Task objective => Whenever a line in the entries below contains the string "EnvFilter", copy that line.

Provided data =>
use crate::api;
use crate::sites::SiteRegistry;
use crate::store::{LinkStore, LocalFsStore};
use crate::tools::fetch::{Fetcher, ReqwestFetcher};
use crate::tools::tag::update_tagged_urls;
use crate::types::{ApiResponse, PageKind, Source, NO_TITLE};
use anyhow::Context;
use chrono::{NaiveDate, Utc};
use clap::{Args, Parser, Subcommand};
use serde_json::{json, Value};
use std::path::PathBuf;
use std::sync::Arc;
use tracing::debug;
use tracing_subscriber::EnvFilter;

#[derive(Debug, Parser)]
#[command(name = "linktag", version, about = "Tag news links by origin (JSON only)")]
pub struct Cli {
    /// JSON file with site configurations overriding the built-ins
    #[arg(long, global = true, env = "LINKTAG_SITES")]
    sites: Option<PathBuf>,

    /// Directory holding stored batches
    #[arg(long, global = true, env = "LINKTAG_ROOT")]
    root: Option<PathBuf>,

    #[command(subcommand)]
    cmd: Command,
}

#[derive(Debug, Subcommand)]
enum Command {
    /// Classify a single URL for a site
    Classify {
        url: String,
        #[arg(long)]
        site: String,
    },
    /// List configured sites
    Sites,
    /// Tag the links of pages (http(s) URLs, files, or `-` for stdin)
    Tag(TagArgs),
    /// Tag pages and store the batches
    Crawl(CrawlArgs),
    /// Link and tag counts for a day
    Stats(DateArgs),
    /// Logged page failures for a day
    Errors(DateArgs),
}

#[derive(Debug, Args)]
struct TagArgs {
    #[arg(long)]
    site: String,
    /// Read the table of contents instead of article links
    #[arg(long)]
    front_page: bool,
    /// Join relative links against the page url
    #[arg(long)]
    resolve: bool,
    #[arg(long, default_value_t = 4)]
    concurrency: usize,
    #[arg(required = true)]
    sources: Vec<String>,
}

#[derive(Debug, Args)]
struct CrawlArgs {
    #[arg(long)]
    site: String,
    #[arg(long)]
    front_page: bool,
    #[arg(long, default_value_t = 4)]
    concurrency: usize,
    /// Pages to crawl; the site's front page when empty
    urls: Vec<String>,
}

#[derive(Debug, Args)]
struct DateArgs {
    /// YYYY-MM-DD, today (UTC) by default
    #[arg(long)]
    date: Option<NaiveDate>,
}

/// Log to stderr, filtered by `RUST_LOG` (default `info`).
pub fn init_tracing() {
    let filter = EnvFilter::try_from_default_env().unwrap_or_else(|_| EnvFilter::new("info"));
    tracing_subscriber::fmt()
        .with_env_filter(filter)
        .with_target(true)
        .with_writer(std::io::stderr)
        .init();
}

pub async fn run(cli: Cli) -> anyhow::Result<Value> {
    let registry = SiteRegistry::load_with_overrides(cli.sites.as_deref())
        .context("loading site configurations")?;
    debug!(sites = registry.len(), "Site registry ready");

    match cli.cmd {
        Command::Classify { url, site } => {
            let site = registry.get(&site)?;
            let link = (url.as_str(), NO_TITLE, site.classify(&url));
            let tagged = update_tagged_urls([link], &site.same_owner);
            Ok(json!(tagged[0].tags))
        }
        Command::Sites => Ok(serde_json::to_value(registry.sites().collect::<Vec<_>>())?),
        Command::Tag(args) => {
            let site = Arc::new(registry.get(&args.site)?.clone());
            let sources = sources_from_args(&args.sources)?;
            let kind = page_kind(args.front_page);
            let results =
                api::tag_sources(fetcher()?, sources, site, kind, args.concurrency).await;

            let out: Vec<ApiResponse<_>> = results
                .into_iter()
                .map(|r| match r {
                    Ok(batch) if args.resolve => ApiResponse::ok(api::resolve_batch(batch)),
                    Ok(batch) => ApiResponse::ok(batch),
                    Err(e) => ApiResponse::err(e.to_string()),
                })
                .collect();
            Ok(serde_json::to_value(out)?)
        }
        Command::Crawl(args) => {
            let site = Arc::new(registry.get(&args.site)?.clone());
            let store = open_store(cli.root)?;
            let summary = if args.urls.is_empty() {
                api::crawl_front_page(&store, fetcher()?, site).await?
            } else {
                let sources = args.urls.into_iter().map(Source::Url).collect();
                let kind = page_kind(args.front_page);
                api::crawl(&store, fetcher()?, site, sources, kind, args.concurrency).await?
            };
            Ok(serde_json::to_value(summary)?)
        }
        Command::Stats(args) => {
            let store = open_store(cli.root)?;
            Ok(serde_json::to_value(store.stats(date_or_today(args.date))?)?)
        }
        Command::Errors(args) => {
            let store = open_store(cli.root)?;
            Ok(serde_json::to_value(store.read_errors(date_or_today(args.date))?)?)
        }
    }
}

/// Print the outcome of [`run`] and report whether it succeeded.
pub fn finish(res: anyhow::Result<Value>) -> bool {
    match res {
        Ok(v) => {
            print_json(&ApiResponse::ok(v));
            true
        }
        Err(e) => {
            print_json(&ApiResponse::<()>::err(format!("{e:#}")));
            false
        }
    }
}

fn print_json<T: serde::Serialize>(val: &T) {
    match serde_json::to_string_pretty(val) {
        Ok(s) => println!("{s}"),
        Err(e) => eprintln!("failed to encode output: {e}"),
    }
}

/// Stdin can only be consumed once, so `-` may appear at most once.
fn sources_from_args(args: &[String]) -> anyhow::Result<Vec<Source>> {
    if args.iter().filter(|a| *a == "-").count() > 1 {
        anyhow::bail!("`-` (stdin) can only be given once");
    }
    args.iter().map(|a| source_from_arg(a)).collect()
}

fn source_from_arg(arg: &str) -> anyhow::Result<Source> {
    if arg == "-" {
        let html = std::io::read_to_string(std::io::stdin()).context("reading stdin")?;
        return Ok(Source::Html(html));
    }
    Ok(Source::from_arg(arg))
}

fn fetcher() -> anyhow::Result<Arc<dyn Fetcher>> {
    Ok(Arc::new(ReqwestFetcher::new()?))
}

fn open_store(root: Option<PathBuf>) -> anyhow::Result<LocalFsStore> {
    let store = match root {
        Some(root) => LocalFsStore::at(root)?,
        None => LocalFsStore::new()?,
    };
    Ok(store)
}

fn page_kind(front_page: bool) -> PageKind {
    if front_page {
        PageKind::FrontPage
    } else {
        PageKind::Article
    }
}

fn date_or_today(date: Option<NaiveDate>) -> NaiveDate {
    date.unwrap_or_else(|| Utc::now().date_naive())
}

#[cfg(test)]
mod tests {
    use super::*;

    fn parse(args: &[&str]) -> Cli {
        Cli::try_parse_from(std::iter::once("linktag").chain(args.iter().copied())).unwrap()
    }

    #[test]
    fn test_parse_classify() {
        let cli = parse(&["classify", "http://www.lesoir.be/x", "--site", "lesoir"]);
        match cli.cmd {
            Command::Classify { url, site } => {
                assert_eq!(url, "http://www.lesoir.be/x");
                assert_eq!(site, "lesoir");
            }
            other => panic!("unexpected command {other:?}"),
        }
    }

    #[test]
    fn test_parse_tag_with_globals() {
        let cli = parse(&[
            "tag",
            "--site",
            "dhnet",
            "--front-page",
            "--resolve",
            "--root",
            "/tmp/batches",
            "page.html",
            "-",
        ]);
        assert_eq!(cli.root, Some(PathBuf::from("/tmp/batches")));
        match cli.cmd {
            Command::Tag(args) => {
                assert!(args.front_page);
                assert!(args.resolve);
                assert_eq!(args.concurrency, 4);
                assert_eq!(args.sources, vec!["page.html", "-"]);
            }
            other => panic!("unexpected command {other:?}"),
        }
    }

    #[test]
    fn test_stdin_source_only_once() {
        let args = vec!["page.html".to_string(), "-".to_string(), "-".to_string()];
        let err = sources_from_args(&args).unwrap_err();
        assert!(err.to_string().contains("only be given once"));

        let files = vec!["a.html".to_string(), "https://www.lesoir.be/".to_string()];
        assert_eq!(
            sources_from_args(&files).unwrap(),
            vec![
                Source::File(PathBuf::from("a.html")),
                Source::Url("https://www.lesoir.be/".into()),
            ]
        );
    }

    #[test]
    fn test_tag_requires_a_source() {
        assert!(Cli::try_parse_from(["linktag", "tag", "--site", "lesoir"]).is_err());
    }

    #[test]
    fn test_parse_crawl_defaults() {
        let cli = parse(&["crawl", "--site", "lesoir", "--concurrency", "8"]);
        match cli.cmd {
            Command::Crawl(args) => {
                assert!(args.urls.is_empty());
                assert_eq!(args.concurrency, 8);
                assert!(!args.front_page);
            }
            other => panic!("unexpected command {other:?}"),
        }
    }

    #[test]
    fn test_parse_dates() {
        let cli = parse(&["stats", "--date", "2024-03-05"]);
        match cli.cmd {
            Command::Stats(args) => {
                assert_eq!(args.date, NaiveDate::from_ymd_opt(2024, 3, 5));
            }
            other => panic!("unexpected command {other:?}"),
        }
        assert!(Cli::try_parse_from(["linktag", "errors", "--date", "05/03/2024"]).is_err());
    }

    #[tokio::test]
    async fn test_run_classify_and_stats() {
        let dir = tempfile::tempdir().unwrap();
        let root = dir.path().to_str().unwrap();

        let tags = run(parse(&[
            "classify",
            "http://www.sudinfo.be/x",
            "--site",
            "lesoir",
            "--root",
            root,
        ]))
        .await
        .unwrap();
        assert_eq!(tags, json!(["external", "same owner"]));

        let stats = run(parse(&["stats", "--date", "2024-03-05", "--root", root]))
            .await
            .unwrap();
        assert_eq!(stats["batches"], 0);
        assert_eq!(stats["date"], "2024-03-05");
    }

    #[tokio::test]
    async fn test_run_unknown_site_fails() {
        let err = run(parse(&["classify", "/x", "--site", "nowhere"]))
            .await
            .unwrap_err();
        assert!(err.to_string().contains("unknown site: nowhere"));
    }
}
...
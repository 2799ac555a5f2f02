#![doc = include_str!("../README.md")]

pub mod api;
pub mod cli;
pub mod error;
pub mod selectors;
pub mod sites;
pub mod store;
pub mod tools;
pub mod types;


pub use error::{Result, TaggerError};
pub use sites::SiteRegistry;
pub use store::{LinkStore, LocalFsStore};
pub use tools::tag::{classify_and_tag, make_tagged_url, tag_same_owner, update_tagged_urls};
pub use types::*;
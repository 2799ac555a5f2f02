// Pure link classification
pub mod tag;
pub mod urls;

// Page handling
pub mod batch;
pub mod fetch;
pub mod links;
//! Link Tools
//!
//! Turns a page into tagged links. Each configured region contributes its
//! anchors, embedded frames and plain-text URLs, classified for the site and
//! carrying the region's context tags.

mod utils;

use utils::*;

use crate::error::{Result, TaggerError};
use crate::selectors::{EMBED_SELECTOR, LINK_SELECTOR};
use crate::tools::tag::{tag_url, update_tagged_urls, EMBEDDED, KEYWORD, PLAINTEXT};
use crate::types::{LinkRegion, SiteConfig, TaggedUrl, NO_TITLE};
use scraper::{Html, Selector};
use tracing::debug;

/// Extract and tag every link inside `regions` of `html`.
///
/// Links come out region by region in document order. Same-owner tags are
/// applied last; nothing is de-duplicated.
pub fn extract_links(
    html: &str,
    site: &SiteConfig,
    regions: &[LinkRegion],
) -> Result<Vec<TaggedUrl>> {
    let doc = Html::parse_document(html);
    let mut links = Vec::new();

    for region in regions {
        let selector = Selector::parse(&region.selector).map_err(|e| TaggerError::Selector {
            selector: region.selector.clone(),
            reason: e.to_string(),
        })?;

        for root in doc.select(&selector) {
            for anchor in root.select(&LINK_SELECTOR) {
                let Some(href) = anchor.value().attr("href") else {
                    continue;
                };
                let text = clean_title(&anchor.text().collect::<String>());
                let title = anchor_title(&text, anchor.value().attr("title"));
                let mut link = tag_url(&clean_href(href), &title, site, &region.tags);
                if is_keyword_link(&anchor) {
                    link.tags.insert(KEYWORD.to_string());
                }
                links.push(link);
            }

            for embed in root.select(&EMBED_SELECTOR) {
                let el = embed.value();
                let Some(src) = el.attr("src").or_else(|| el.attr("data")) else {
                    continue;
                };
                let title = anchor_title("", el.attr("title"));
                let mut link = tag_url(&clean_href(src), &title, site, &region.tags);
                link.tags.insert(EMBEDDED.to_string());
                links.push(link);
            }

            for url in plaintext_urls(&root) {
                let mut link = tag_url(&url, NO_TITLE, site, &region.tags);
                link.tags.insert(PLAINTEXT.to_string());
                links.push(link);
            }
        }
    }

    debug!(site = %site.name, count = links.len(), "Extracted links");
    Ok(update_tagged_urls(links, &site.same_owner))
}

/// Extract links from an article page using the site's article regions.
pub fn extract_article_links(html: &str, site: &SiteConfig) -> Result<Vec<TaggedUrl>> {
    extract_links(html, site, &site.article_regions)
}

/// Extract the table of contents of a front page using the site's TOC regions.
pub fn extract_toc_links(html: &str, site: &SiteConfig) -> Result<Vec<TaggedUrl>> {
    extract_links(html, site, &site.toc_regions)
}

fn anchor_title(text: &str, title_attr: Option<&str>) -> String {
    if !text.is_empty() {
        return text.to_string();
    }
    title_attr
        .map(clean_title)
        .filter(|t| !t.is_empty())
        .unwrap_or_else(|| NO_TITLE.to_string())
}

Your solution =>
use tracing_subscriber::EnvFilter;
    let filter = EnvFilter::try_from_default_env().unwrap_or_else(|_| EnvFilter::new("info"));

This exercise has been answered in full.